# SOURCE DATA:

impl Plain {
    pub fn from_scalar(scalar: &Scalar) -> Self {
        match scalar {
            Scalar::Str(s) => Plain::Str(s.clone()),
            Scalar::Int(i) => Plain::Int(*i),
            Scalar::Float(f) => Plain::Float(*f),
            Scalar::Bool(b) => Plain::Bool(*b),
        }
    }

    /// Flattening an already-flat value is the identity
    pub fn flatten(&self) -> Plain {
        self.clone()
    }
}

#[cfg(test)]
mod tests {
    use super::*;

    fn sample_kv() -> CommentedKv {
        CommentedKv::from_groups(vec![
            Commented::new(vec![("a".to_string(), Scalar::Int(1)), ("b".to_string(), Scalar::Int(2))]),
            Commented::new(vec![("c".to_string(), Scalar::Int(3))]),
        ])
        .unwrap()
    }

    #[test]
    fn test_commented_accessors() {
        let c = Commented::with_comment(Scalar::Int(1), "keep");
        assert_eq!(c.value(), Some(&Scalar::Int(1)));
        assert_eq!(c.comment(), Some("keep"));
        assert!(c.has_comment());
        assert!(!c.is_comment_only());

        let only = Commented::<Scalar>::comment_only("note");
        assert!(only.is_comment_only());
        assert_eq!(only.value(), None);
    }

    #[test]
    fn test_list_logical_values_span_groups() {
        let mut list = CommentedList::new();
        list.push_line(vec![Scalar::Int(2), Scalar::Int(3)], Some("grp1"));
        list.push_line(vec![Scalar::Int(4)], None);
        let values: Vec<_> = list.values().cloned().collect();
        assert_eq!(values, vec![Scalar::Int(2), Scalar::Int(3), Scalar::Int(4)]);
        assert_eq!(list.group_count(), 2);
        assert!(list.has_comments());
    }

    #[test]
    fn test_list_skips_vacuous_lines() {
        let mut list = CommentedList::new();
        list.push_line(vec![], None);
        assert!(list.is_empty());
        list.push_line(vec![], Some("just a comment"));
        assert_eq!(list.group_count(), 1);
    }

    #[test]
    fn test_kv_find() {
        let kv = sample_kv();
        assert_eq!(kv.find("a"), Some((0, 0)));
        assert_eq!(kv.find("b"), Some((0, 1)));
        assert_eq!(kv.find("c"), Some((1, 0)));
        assert_eq!(kv.find("d"), None);
    }

    #[test]
    fn test_kv_duplicate_across_groups_rejected() {
        let err = CommentedKv::from_groups(vec![
            Commented::new(vec![("x".to_string(), Scalar::Int(1))]),
            Commented::new(vec![("x".to_string(), Scalar::Int(2))]),
        ])
        .unwrap_err();
        assert_eq!(err, StructuralError::DuplicateKey { key: "x".to_string() });
    }

    #[test]
    fn test_kv_push_line_rejects_existing_key() {
        let mut kv = sample_kv();
        let err = kv.push_line(vec![("a".to_string(), Scalar::Int(9))], None).unwrap_err();
        assert_eq!(err, StructuralError::DuplicateKey { key: "a".to_string() });
        // The failed push must not have been applied
        assert_eq!(kv.pair_count(), 3);
    }

    #[test]
    fn test_kv_to_repr_attaches_group_comment_to_last_pair() {
        let kv = CommentedKv::from_groups(vec![Commented::with_comment(
            vec![("a".to_string(), Scalar::Int(1)), ("b".to_string(), Scalar::Int(2))],
            "tail",
        )])
        .unwrap();
        let repr = kv.to_repr();
        assert!(matches!(repr.get("a"), Ok(Value::Scalar(Scalar::Int(1)))));
        match repr.get("b").unwrap() {
            Value::Commented(c) => {
                assert_eq!(c.value(), Some(&Scalar::Int(2)));
                assert_eq!(c.comment(), Some("tail"));
            }
            other => panic!("expected commented value, got {other:?}"),
        }
    }

    #[test]
    fn test_flatten_strips_comments_and_grouping() {
        let list = CommentedList::from_groups(vec![
            Commented::with_comment(vec![Scalar::Int(2), Scalar::Int(3)], "grp1"),
            Commented::new(vec![Scalar::Int(4)]),
        ]);
        assert_eq!(
            Value::List(list).flatten(),
            Some(Plain::Seq(vec![Plain::Int(2), Plain::Int(3), Plain::Int(4)]))
        );

        let kv = sample_kv();
        match Value::Kv(kv).flatten().unwrap() {
            Plain::Map(map) => {
                let keys: Vec<_> = map.keys().cloned().collect();
                assert_eq!(keys, vec!["a", "b", "c"]);
            }
            other => panic!("expected map, got {other:?}"),
        }
    }

    #[test]
    fn test_flatten_is_idempotent() {
        let value = Value::List(CommentedList::from_groups(vec![Commented::with_comment(
            vec![Scalar::Str("v".into())],
            "c",
        )]));
        let once = value.flatten().unwrap();
        assert_eq!(once.flatten(), once);
    }

    #[test]
    fn test_comment_only_flattens_to_nothing() {
        let value = Value::Commented(Commented::comment_only("ghost"));
        assert_eq!(value.flatten(), None);
    }
}
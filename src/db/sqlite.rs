use std::path::Path;

use rusqlite::Connection;
use tracing;

use super::DatabaseError;

/// Open a SQLite connection to the given path and run migrations
pub fn open_database(path: &Path) -> Result<Connection, DatabaseError> {
    let conn = Connection::open(path)?;
    configure_pragmas(&conn)?;
    run_migrations(&conn)?;
    Ok(conn)
}

/// Open an in-memory database (for testing)
pub fn open_memory_database() -> Result<Connection, DatabaseError> {
    let conn = Connection::open_in_memory()?;
    configure_pragmas(&conn)?;
    run_migrations(&conn)?;
    Ok(conn)
}

fn configure_pragmas(conn: &Connection) -> Result<(), DatabaseError> {
    conn.execute_batch(
        "PRAGMA journal_mode=DELETE;
         PRAGMA foreign_keys=ON;",
    )?;
    Ok(())
}

/// Run all pending migrations
pub fn run_migrations(conn: &Connection) -> Result<(), DatabaseError> {
    let current_version = get_current_version(conn);

    let migrations: Vec<(i64, &str)> = vec![(
        1,
        include_str!("../../resources/migrations/001_marketplace.sql"),
    )];

    for (version, sql) in migrations {
        if version > current_version {
            tracing::info!("Running migration v{version}");
            conn.execute_batch(sql).map_err(|e| DatabaseError::MigrationFailed {
                version,
                reason: e.to_string(),
            })?;
        }
    }

    Ok(())
}

/// Get the current schema version (0 if no schema exists yet)
fn get_current_version(conn: &Connection) -> i64 {
    conn.query_row("SELECT MAX(version) FROM schema_version", [], |row| {
        row.get::<_, i64>(0)
    })
    .unwrap_or(0)
}

/// Count tables in the database (for verification)
pub fn count_tables(conn: &Connection) -> Result<i64, DatabaseError> {
    let count = conn.query_row(
        "SELECT COUNT(*) FROM sqlite_master WHERE type='table' AND name NOT LIKE 'sqlite_%'",
        [],
        |row| row.get::<_, i64>(0),
    )?;
    Ok(count)
}
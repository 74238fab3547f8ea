//! Emergency SOS endpoints (signed-in users).
//!
//! - `POST /api/emergency`: raise an SOS
//! - `GET /api/emergency`: the caller's SOS history

use axum::extract::State;
use axum::{Extension, Json};
use serde::Serialize;

use crate::api::error::{mutation_failed, ApiError};
use crate::api::types::{ApiContext, UserContext};
use crate::forms::EmergencyForm;
use crate::marketplace;
use crate::models::EmergencySos;
use crate::notice::Notice;

#[derive(Serialize)]
pub struct EmergencyResponse {
    pub emergency: EmergencySos,
    pub notice: Notice,
}

/// `POST /api/emergency`
pub async fn create(
    State(ctx): State<ApiContext>,
    Extension(user): Extension<UserContext>,
    Json(form): Json<EmergencyForm>,
) -> Result<Json<EmergencyResponse>, ApiError> {
    let emergency = ctx
        .blocking(move |backend| marketplace::create_emergency_sos(backend, user.actor(), &form))
        .await?
        .map_err(|e| mutation_failed(e, Notice::emergency_failed()))?;

    Ok(Json(EmergencyResponse {
        emergency,
        notice: Notice::emergency_sent(),
    }))
}

#[derive(Serialize)]
pub struct EmergencyListResponse {
    pub emergencies: Vec<EmergencySos>,
}

/// `GET /api/emergency`
pub async fn list(
    State(ctx): State<ApiContext>,
    Extension(user): Extension<UserContext>,
) -> Result<Json<EmergencyListResponse>, ApiError> {
    let emergencies = ctx
        .blocking(move |backend| marketplace::get_client_emergencies(backend, user.actor()))
        .await??;
    Ok(Json(EmergencyListResponse { emergencies }))
}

# EXERCISE BRIEF:
Where does the word "blocking" occur in the data? Copy every line that has it.

# SOLUTION TO THIS PROBLEM:
        .blocking(move |backend| marketplace::create_emergency_sos(backend, user.actor(), &form))
        .blocking(move |backend| marketplace::get_client_emergencies(backend, user.actor()))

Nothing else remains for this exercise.